Site visitor Intense Guy lives near where our latest family lived and died, and recently visited two cemeteries seeking their final resting places. His story is a testament to genealogy and how powerful these old photographs can be for later generations. Read on, courtesy of Iggy:
I drove to the old Zion Presbyterian Church were William L. Mearns is buried and … it was quite an experience. The cemetery is quite small – only about 20 graves wide by about 10 rows – In the first row to the right of the entrance gate is William L. Mearn’s beautiful grave stone. I’ve been researching him long enough that somehow I felt like I “knew” him. The arrangement of the graves is interesting. From left to right:
Emma Fulton Mearns – Samuel J. Mearns – William L Mearns – Amy T. Rittenhouse Mearns … with Amy on the end of the row
In the second row to the right – Sarah Rittenhouse, wife of Jeremiah Rittenhouse (Amy’s father), Jeremiah Rittenhouse, Benjamin Rittenhouse, David Rittenhouse, some space, and then Gertrude Rittenhouse Roberson and her Dr. husband.
In the row behind right behind Gertrude is Sylvester Bowlsby and his wife. In this row are all the Lair’s (they were related to William via the Rittenhouses I think)


I took a bunch of pictures.
I then drove to a cemetery about 1/2 mile away in “Brick Meeting House” and pulled in. When I opened the car door, the gravestone immediately outside was Mr. and Mrs. Rutledge T. Gifford. About three graves away was Annie Chandlee and her husband. Emma Chandlee and her unmarried sister were a couple graves further down the row. I found a bunch of Scarboroughs too.
Thanks for putting up with me and my “obsession”. I felt like these people were trying to talk to me – but I can’t understand what they are saying.
Between the photos and the graves, these people somehow become more real, don’t you think? Click on the photos for a larger image. Iggy, as always, thank you for your deep interest in this family and your fantastic research skills. Hopefully we will find someone who loves these pillars of the late Victorian middle class as much as we do!
Thank you for posting this! :) A few comments / corrections:
William A. Lair (son of Benjamin Rittenhouse Lair and his wife Mary Jane Rittenhouse – whose gravestones are pictured above) is also in the Zion Cemetery. I didn’t know you had some “Lair” photographs on the time I went to “visit” or I would have taken a picture of William A. Lair’s stone. :)
I goofed in my write up.
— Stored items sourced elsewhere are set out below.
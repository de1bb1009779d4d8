//! Report command implementation

use super::output::{Tabular, TextTable};
use anyhow::{Context, Result};
use ssemr_reports_eval::EvaluationContext;
use ssemr_reports_report::{ReportData, ReportManager};

/// Evaluate every dataset of a report
pub fn report(manager: &ReportManager, key: &str, ctx: &EvaluationContext) -> Result<ReportData> {
    manager
        .evaluate(key, ctx)
        .with_context(|| format!("Failed to run report {key}"))
}

impl Tabular for ReportData {
    fn tables(&self) -> Vec<TextTable> {
        self.datasets
            .iter()
            .map(|(key, dataset)| {
                let mut table = TextTable::new(format!("{} / {key} ({})", self.name, self.period), dataset.columns.clone());
                table.rows = dataset
                    .rows
                    .iter()
                    .map(|row| row.iter().map(ToString::to_string).collect())
                    .collect();
                table
            })
            .collect()
    }
}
The Mearns are to the “left” (not “right”), just inside the front gate – so Amy Mearns ends up across/cattycorner from her mother and father, and just inside the front gate. Trivial as this sounds – this arrangement impacted me – the two Mearns brothers are separated by their unmarried sister with their wives outside. To me, the arrangement shows a powerful “family” bond. And Amy is close to her parents too… and the whole of them (all the Mearns, Rittenhouses, Lairs, and Robersons of their generation) are “together” even in death.
Emma Fulton Mearns
Hebrews 11:10 (King James Bible)
For [(s)he (Abraham) looked for a city which hath (permanent) foundations, whose builder and maker is God].
Samuel James Mearns
Psalm 127:2
It is vain for you to rise up early, to sit up late, to eat the bread of sorrows: for so [he giveth his beloved sleep].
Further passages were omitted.